Starting in 2012, Ontario managed to curb health-care expenses in the budget by freezing operating funding to hospitals and tightening wages for a four-year period. Those were always short-term solutions, however, and they’re levers the province might not be able to make use of much longer. In a March report on the state of Ontario’s health sector, the Financial Accountability Office, a provincial spending watchdog, warned that the province may soon need to increase health-care spending to avoid reductions in access or quality of health care.

As a result, and in a bid to curb current wait times and overcrowding, last month the Liberals promised $822-million in new funding for the 2018-19 budget. Additionally, the Wynne government has pledged $2.1-billion over the next four years for the province’s mental-health system.
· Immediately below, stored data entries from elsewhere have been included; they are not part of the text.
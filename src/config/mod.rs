use once_cell::sync::Lazy;
use serde::{Deserialize, Serialize};
use std::env;

#[derive(Debug, Clone, Serialize, Deserialize)]
pub struct AppConfig {
    pub environment: Environment,
    pub security: SecurityConfig,
    pub stripe: StripeConfig,
    pub email: EmailConfig,
    pub content: ContentConfig,
    pub ingestion: IngestionConfig,
    pub plans: PlanConfig,
}

#[derive(Debug, Clone, PartialEq, Serialize, Deserialize)]
pub enum Environment {
    Development,
    Staging,
    Production,
}

#[derive(Debug, Clone, Serialize, Deserialize)]
pub struct SecurityConfig {
    pub jwt_secret: String,
    pub jwt_issuer: String,
    pub jwt_expiry_hours: u64,
    pub cors_origins: Vec<String>,
}

/// Stripe is optional at startup; endpoints that need it return 503 with a
/// remediation hint when the secret key is absent.
#[derive(Debug, Clone, Serialize, Deserialize)]
pub struct StripeConfig {
    pub secret_key: Option<String>,
    pub portal_return_url: String,
}

#[derive(Debug, Clone, Serialize, Deserialize)]
pub struct EmailConfig {
    pub api_key: Option<String>,
    pub sender_name: String,
    pub sender_address: String,
}

#[derive(Debug, Clone, Serialize, Deserialize)]
pub struct ContentConfig {
    pub fortnite_api_key: Option<String>,
    pub apify_token: Option<String>,
    /// Social accounts scraped by the ingestion pipeline.
    pub ingest_handles: Vec<String>,
}

#[derive(Debug, Clone, Serialize, Deserialize)]
pub struct IngestionConfig {
    /// Where the last known-good ingestion result is persisted.
    pub fallback_cache_path: String,
    /// Maximum age (hours) before the fallback cache is considered unusable.
    pub fallback_max_age_hours: i64,
}

/// Plan pricing in cents. Revenue/MRR estimates and payment intents all read
/// from here so the numbers cannot drift between handlers.
#[derive(Debug, Clone, Serialize, Deserialize)]
pub struct PlanConfig {
    pub pro_monthly_cents: i64,
    pub pro_yearly_cents: i64,
    pub pro_name: String,
    pub pro_description: String,
}

impl PlanConfig {
    pub fn monthly_dollars(&self) -> f64 {
        self.pro_monthly_cents as f64 / 100.0
    }

    pub fn yearly_dollars(&self) -> f64 {
        self.pro_yearly_cents as f64 / 100.0
    }
}

impl AppConfig {
    pub fn from_env() -> Self {
        let environment = match env::var("APP_ENV").as_deref() {
            Ok("production") | Ok("prod") => Environment::Production,
            Ok("staging") | Ok("stage") => Environment::Staging,
            _ => Environment::Development,
        };

        Self {
            environment,
            security: SecurityConfig {
                jwt_secret: env::var("JWT_SECRET").unwrap_or_default(),
                jwt_issuer: env::var("JWT_ISSUER").unwrap_or_else(|_| "pathgen-api".to_string()),
                jwt_expiry_hours: env_parse("JWT_EXPIRY_HOURS", 24),
                cors_origins: env::var("CORS_ORIGINS")
                    .map(|v| v.split(',').map(|s| s.trim().to_string()).collect())
                    .unwrap_or_default(),
            },
            stripe: StripeConfig {
                secret_key: env::var("STRIPE_SECRET_KEY").ok().filter(|v| !v.is_empty()),
                portal_return_url: env::var("STRIPE_PORTAL_RETURN_URL")
                    .unwrap_or_else(|_| "https://www.pathgen.dev/chat.html".to_string()),
            },
            email: EmailConfig {
                api_key: env::var("EMAIL_API_KEY").ok().filter(|v| !v.is_empty()),
                sender_name: env::var("EMAIL_SENDER_NAME").unwrap_or_else(|_| "PathGen".to_string()),
                sender_address: env::var("EMAIL_SENDER_ADDRESS")
                    .unwrap_or_else(|_| "noreply@pathgen.dev".to_string()),
            },
            content: ContentConfig {
                fortnite_api_key: env::var("FORTNITE_API_KEY").ok().filter(|v| !v.is_empty()),
                apify_token: env::var("APIFY_TOKEN").ok().filter(|v| !v.is_empty()),
                ingest_handles: env::var("INGEST_HANDLES")
                    .map(|v| v.split(',').map(|s| s.trim().to_string()).collect())
                    .unwrap_or_else(|_| {
                        vec!["KinchAnalytics".to_string(), "osirion_gg".to_string()]
                    }),
            },
            ingestion: IngestionConfig {
                fallback_cache_path: env::var("FALLBACK_CACHE_PATH")
                    .unwrap_or_else(|_| "data/ingestion/fallback-cache.json".to_string()),
                fallback_max_age_hours: env_parse("FALLBACK_MAX_AGE_HOURS", 24),
            },
            plans: PlanConfig {
                pro_monthly_cents: env_parse("PLAN_PRO_MONTHLY_CENTS", 699),
                pro_yearly_cents: env_parse("PLAN_PRO_YEARLY_CENTS", 6999),
                pro_name: "PathGen Pro".to_string(),
                pro_description: "AI coaching and replay analysis".to_string(),
            },
        }
    }
}

fn env_parse<T: std::str::FromStr>(key: &str, default: T) -> T {
    env::var(key)
        .ok()
        .and_then(|v| v.parse().ok())
        .unwrap_or(default)
}

// Global singleton config - initialized once at startup
pub static CONFIG: Lazy<AppConfig> = Lazy::new(AppConfig::from_env);

// Convenience function for accessing config
pub fn config() -> &'static AppConfig {
    &CONFIG
}

#[cfg(test)]
mod tests {
    use super::*;

    #[test]
    fn plan_dollar_conversion() {
        let plans = PlanConfig {
            pro_monthly_cents: 699,
            pro_yearly_cents: 6999,
            pro_name: String::new(),
            pro_description: String::new(),
        };
        assert!((plans.monthly_dollars() - 6.99).abs() < f64::EPSILON);
        assert!((plans.yearly_dollars() - 69.99).abs() < f64::EPSILON);
    }
}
To stoke economic growth and address funding shortfalls that date back to the Mike Harris premiership, the Wynne government in 2014 committed to spending $190-billion on infrastructure through to 2027. Since then, the government has announced more than 4,700 education, health care, transit, recreation, community and other infrastructure projects spread out across the province. This budget will see the allocation of the latest tranche of funds, and specifics on how they’ll be spent. Some details have already been announced by the Liberals, such as the news two weeks ago that $9-billion of federal and provincial funds earmarked for infrastructure will go to Toronto for a slew of transit projects, including the Scarborough subway extension, a downtown subway relief line, a Yonge subway extension, and Mayor John Tory’s “Smart Track” plan. The provincial and federal governments will also kick in funds for upgrades and enhancements to the GO regional transit system.